- _Required action_
On the basis of the records below, report how many lines contain the word "previous". Nothing else should be given.
═══ Material for the task ═══
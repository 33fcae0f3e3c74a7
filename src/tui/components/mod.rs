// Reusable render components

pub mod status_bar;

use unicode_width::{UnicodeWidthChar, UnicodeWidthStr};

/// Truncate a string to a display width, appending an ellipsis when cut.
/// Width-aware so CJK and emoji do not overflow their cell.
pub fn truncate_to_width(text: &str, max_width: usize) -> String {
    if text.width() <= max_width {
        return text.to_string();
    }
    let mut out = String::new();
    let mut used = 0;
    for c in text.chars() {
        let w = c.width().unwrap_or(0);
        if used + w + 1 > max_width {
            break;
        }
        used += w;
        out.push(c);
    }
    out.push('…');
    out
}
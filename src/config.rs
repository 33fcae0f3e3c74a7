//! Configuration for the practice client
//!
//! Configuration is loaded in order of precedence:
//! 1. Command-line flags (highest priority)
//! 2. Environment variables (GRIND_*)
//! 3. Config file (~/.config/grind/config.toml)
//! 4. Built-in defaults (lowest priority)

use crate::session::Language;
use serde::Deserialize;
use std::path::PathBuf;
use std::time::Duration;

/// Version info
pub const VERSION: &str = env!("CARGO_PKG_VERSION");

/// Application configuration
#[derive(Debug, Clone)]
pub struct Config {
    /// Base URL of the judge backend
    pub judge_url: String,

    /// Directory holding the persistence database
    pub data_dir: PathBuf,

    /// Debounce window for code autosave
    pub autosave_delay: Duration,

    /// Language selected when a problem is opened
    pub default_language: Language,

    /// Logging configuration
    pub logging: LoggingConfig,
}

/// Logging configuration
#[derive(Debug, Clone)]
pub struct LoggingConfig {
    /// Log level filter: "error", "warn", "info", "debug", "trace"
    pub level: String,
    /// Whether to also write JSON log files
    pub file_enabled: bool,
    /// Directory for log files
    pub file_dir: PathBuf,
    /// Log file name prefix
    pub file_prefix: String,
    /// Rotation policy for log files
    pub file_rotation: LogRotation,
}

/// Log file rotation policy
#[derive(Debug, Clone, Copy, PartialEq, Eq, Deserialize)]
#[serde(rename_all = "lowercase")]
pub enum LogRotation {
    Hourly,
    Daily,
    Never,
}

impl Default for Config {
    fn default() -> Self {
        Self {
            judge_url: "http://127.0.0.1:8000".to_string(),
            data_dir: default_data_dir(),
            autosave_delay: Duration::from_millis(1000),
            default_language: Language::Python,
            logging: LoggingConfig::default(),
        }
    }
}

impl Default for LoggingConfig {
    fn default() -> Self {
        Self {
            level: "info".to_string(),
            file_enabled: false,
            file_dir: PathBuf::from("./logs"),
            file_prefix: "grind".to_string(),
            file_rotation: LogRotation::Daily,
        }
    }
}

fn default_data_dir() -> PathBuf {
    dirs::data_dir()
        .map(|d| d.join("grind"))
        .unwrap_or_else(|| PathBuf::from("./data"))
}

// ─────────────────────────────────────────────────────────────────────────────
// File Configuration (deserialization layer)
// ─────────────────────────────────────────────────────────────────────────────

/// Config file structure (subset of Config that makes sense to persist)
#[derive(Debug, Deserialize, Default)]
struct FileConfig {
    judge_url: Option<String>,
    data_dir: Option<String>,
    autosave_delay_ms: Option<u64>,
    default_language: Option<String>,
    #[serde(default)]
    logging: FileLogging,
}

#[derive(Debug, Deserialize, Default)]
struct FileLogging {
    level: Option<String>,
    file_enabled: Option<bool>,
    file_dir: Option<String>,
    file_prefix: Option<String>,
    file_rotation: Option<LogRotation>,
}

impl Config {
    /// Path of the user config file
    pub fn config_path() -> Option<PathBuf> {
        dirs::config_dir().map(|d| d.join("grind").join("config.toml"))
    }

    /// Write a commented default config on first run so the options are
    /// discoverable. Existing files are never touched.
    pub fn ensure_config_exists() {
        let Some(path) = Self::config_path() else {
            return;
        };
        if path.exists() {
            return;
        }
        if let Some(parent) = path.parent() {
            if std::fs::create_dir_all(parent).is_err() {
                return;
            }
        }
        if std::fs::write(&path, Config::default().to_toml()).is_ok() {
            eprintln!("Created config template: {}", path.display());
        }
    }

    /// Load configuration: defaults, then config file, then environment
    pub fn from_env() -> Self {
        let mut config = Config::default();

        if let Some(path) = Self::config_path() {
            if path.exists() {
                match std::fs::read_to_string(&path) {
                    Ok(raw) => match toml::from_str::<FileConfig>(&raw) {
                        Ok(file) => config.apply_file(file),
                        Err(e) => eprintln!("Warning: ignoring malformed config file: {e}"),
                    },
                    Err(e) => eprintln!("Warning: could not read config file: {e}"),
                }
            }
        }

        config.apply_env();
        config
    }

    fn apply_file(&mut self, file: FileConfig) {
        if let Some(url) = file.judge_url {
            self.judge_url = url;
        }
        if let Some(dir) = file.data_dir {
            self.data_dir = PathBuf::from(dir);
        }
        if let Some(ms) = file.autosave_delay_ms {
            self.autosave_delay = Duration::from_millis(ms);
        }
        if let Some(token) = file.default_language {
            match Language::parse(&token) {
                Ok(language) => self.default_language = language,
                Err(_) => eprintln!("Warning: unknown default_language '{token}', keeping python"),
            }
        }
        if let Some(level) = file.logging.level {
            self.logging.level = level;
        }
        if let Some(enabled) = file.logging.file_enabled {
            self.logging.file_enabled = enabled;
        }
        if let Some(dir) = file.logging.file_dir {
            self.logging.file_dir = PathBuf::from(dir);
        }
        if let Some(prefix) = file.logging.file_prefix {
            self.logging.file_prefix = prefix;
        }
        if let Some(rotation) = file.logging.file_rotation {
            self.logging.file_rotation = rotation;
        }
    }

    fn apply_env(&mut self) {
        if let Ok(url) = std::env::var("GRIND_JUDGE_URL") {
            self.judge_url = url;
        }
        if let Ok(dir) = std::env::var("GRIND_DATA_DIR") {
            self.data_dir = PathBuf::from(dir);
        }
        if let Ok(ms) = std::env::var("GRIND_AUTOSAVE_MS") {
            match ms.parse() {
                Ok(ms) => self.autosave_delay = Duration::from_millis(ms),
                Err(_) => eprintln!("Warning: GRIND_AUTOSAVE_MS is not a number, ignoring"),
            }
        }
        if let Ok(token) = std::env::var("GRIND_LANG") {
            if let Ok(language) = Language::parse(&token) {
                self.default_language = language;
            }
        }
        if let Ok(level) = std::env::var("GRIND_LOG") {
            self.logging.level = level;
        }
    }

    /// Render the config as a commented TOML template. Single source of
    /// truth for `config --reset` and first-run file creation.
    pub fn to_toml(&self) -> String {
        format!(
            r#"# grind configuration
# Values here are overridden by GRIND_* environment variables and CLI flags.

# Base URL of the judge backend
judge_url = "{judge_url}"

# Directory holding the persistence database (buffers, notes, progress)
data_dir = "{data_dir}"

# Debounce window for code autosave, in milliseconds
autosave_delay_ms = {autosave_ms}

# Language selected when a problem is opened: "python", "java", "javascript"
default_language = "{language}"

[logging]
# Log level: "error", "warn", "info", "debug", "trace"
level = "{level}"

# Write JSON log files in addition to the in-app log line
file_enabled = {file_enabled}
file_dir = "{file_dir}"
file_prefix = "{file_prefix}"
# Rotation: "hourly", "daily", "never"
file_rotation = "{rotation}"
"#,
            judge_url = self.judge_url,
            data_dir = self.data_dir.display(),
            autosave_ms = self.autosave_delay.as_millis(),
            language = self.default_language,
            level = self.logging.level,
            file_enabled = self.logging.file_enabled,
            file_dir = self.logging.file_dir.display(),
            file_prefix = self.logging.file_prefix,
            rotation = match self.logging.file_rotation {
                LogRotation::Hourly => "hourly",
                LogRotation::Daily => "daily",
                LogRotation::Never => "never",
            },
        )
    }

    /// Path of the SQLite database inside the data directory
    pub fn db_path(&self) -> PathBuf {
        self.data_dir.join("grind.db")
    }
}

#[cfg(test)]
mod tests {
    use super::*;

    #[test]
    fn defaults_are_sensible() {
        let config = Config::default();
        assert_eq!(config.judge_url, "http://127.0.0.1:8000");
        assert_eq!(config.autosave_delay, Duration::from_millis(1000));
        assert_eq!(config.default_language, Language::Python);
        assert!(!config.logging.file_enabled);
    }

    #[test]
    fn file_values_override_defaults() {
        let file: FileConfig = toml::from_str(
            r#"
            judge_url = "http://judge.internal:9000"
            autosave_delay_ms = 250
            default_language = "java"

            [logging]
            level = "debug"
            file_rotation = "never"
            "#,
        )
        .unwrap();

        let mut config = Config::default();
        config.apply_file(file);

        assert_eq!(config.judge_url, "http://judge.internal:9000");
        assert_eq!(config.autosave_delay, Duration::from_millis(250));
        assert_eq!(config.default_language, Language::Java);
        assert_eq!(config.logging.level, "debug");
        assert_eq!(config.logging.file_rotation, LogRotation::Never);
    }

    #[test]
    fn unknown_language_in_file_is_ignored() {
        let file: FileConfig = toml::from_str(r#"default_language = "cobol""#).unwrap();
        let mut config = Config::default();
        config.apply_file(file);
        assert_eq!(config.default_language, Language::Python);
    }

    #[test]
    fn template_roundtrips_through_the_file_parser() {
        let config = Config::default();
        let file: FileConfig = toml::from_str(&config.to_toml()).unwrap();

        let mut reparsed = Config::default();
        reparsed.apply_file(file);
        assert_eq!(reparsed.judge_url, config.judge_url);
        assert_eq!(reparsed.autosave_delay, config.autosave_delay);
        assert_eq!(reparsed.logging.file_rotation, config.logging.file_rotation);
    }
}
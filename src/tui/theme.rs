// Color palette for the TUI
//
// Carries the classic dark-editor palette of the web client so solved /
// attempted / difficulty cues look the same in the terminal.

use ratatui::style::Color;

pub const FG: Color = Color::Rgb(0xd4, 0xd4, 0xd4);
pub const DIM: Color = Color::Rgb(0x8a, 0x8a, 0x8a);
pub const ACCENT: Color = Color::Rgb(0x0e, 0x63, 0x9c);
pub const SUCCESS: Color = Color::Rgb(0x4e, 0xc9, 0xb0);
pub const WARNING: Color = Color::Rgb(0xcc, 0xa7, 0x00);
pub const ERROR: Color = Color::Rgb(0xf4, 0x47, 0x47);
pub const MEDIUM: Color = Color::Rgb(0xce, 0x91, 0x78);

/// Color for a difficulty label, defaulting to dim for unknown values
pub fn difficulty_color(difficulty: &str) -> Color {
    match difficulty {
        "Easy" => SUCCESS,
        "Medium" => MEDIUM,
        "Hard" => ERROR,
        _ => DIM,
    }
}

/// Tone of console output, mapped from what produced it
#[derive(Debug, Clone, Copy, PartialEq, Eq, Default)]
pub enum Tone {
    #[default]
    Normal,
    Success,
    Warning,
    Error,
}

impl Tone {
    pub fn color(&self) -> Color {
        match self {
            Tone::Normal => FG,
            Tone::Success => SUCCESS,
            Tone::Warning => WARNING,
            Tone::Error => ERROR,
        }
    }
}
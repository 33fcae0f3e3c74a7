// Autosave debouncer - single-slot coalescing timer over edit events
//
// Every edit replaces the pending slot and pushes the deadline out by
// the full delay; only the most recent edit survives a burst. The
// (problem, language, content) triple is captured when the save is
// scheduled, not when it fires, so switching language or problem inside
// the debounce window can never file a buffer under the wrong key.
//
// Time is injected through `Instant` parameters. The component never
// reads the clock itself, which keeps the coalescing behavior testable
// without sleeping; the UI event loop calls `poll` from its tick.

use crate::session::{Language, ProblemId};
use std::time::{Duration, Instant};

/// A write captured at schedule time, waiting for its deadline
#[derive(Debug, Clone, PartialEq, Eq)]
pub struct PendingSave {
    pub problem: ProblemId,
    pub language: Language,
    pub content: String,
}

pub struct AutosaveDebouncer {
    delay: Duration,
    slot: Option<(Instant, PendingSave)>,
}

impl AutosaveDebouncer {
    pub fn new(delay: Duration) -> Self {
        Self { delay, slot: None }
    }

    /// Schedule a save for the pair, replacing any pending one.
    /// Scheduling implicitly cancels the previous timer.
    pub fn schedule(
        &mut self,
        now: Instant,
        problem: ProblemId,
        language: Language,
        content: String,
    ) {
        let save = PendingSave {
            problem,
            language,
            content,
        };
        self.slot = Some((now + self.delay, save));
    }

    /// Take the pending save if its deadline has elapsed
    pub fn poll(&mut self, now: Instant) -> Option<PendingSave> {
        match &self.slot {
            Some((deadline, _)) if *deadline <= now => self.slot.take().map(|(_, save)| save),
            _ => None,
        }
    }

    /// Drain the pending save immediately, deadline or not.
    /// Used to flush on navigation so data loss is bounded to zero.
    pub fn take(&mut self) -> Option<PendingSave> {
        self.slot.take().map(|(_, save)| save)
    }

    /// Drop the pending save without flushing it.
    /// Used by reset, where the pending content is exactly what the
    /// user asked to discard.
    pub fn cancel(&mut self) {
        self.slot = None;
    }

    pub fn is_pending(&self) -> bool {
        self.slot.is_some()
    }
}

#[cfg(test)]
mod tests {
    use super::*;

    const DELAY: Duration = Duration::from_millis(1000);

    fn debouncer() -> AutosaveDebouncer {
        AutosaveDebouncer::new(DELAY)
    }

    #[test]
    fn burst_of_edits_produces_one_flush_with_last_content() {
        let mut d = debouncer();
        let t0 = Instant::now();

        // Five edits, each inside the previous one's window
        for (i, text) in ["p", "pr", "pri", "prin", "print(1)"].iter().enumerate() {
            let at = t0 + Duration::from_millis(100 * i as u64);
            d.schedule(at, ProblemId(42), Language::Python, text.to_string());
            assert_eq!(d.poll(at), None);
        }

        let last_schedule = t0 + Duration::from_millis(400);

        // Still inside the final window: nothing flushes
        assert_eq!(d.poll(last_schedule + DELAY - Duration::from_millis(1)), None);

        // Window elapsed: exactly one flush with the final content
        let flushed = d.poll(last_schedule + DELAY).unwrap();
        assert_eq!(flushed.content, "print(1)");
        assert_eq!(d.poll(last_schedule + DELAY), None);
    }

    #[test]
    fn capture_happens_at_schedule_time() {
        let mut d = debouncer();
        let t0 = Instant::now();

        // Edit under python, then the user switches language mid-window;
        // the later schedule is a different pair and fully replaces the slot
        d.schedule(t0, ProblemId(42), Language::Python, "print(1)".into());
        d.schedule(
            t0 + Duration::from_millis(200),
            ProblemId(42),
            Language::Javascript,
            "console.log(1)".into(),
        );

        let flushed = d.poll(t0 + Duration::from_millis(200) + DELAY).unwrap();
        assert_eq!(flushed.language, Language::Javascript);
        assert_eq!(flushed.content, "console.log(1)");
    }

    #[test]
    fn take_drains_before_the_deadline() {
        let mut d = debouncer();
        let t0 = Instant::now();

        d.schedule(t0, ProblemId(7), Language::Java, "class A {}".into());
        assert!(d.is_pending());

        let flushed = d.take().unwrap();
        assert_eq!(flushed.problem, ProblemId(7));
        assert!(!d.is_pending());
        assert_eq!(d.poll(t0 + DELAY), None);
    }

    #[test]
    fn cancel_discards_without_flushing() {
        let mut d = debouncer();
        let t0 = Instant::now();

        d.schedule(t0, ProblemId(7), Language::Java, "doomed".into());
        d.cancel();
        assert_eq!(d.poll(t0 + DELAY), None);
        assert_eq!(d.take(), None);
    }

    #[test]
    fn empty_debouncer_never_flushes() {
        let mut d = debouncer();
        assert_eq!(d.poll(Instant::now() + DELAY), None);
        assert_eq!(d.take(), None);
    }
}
═══
- _Answer to the exercise_
2